Piggies are lovely and can be very tame if handled regularly. I would always keep more than one as they don't like to be alone (unless kept indoors and handled loads). A dry hutch, nice run for when the ground is dry, and lots of fresh food is a must. I grow some spinach, celery, kale and carrots in the garden (have a very small garden but you can fit these into pots etc) as this saves a fortune when the weather is good for growing. They also love runner beans (not the leaves as these are poisonous) and bananas! 
All of my piggies have lived to about 4 years, but have heard that they can live to a ripe old age of 7!
They need to be cleaned out regularly, as they wee and poo alot and don't like to have damp feet!

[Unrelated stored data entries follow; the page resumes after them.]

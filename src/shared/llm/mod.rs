//! Parsing of structured JSON returned by generative models.

pub mod parser;
pub mod response;

pub use parser::{parse_strict, parse_with_fallback};
pub use response::LlmResponse;
use serde::{Deserialize, Serialize};
use utoipa::{IntoParams, ToSchema};

/// Query parameters for reverse geocoding
#[derive(Debug, Deserialize, IntoParams)]
pub struct ReverseGeocodeQuery {
    /// Latitude in decimal degrees
    pub lat: f64,
    /// Longitude in decimal degrees
    pub lon: f64,
}

/// A place name for a coordinate
///
/// Field names follow Nominatim so existing portal code can read it as-is.
#[derive(Debug, Clone, PartialEq, Serialize, Deserialize, ToSchema)]
pub struct ReverseGeocodeDto {
    pub display_name: String,
    pub lat: f64,
    pub lon: f64,
    #[serde(skip_serializing_if = "Option::is_none")]
    pub address: Option<PlaceAddressDto>,
}

impl ReverseGeocodeDto {
    /// Fallback used when the upstream lookup fails
    pub fn coordinates_only(lat: f64, lon: f64) -> Self {
        Self {
            display_name: format!("{}, {}", lat, lon),
            lat,
            lon,
            address: None,
        }
    }
}

#[derive(Debug, Clone, PartialEq, Serialize, Deserialize, ToSchema)]
pub struct PlaceAddressDto {
    pub road: Option<String>,
    pub locality: Option<String>,
    pub city: Option<String>,
    pub state: Option<String>,
    pub postcode: Option<String>,
    pub country: Option<String>,
}
use chrono::{DateTime, Utc};
use serde::{Deserialize, Serialize};
use utoipa::{IntoParams, ToSchema};
use uuid::Uuid;
use validator::Validate;

use crate::features::workers::models::{Worker, WorkerStatus};
use crate::shared::constants::MIN_PASSWORD_LENGTH;
use crate::shared::validation::validate_phone;

/// Request DTO for worker self-registration
#[derive(Debug, Clone, Deserialize, Serialize, Validate, ToSchema)]
#[serde(rename_all = "camelCase")]
pub struct RegisterWorkerDto {
    #[validate(length(min = 2, max = 100, message = "must be 2 to 100 characters"))]
    pub name: String,

    #[validate(email(message = "must be a valid email address"))]
    pub email: String,

    #[validate(custom(function = "validate_phone"))]
    pub phone: String,

    #[validate(length(min = 1, max = 100, message = "is required"))]
    pub zone: String,

    #[validate(length(max = 50))]
    pub department_id: Option<String>,

    #[validate(length(max = 100))]
    pub department_name: Option<String>,

    #[validate(length(min = MIN_PASSWORD_LENGTH, message = "must be at least 8 characters"))]
    pub password: String,
}

/// Request DTO for rejecting a registration
#[derive(Debug, Clone, Default, Deserialize, Serialize, Validate, ToSchema)]
#[serde(rename_all = "camelCase")]
pub struct RejectWorkerDto {
    #[validate(length(max = 500))]
    pub reason: Option<String>,
}

/// Query parameters for listing workers
#[derive(Debug, Clone, Default, Deserialize, IntoParams)]
#[serde(rename_all = "camelCase")]
pub struct WorkerQueryParams {
    pub status: Option<WorkerStatus>,
}

/// Response DTO for worker (never exposes the password hash)
#[derive(Debug, Clone, Serialize, Deserialize, ToSchema)]
#[serde(rename_all = "camelCase")]
pub struct WorkerResponseDto {
    pub id: Uuid,
    pub name: String,
    pub email: String,
    pub phone: String,
    pub zone: String,
    pub department_id: Option<String>,
    pub department_name: Option<String>,
    pub status: WorkerStatus,
    pub rejection_reason: Option<String>,
    pub reviewed_at: Option<DateTime<Utc>>,
    pub reviewed_by: Option<String>,
    pub created_at: DateTime<Utc>,
}

impl From<Worker> for WorkerResponseDto {
    fn from(w: Worker) -> Self {
        Self {
            id: w.id,
            name: w.name,
            email: w.email,
            phone: w.phone,
            zone: w.zone,
            department_id: w.department_id,
            department_name: w.department_name,
            status: w.status,
            rejection_reason: w.rejection_reason,
            reviewed_at: w.reviewed_at,
            reviewed_by: w.reviewed_by,
            created_at: w.created_at,
        }
    }
}

#[cfg(test)]
mod tests {
    use super::*;

    fn valid() -> RegisterWorkerDto {
        RegisterWorkerDto {
            name: "Ravi Kumar".to_string(),
            email: "ravi@example.com".to_string(),
            phone: "+91 98765 43210".to_string(),
            zone: "Ward 12".to_string(),
            department_id: Some("SWM".to_string()),
            department_name: Some("Solid Waste Management".to_string()),
            password: "brooms-and-bins".to_string(),
        }
    }

    #[test]
    fn test_valid_registration() {
        assert!(valid().validate().is_ok());
    }

    #[test]
    fn test_invalid_registration_fields() {
        let dto = RegisterWorkerDto {
            email: "not-an-email".to_string(),
            phone: "12".to_string(),
            password: "short".to_string(),
            ..valid()
        };
        let errors = dto.validate().unwrap_err();
        let fields = errors.field_errors();
        assert!(fields.contains_key("email"));
        assert!(fields.contains_key("phone"));
        assert!(fields.contains_key("password"));
        assert!(!fields.contains_key("name"));
    }

    #[test]
    fn test_response_hides_password_hash() {
        let now = Utc::now();
        let worker = Worker {
            id: Uuid::now_v7(),
            name: "Ravi".to_string(),
            email: "ravi@example.com".to_string(),
            phone: "9876543210".to_string(),
            zone: "Ward 12".to_string(),
            department_id: None,
            department_name: None,
            password_hash: "$argon2id$secret".to_string(),
            status: WorkerStatus::PendingApproval,
            rejection_reason: None,
            reviewed_at: None,
            reviewed_by: None,
            created_at: now,
            updated_at: now,
        };
        let json = serde_json::to_string(&WorkerResponseDto::from(worker)).unwrap();
        assert!(!json.contains("argon2"));
        assert!(json.contains("\"status\":\"pending_approval\""));
    }
}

Have been advised not to use wood shavings as the dust can be an irritant (although I use a thin layer as its very absorbant), and meadow hay is best. 
Good luck!
Leigh & her "boys"


----------



## lozza84 (Jul 19, 2008)

no point replying any more the op has decided to get a rabbit even though they have no time for hamsters hmy:


----------



## mashabella (Oct 23, 2009)

Just read the previous posts...interesting..........! did those hamsters get too clingy and needy?  sigh..........


----------



## corinnexx (Oct 4, 2009)

Just to let everyone know 'the hamsters' aint mine, i was trying to find them new homes for a friend.


----------



## mashabella (Oct 23, 2009)

ok.
sorry if we assumed too quickly. good luck with your bunny!


----------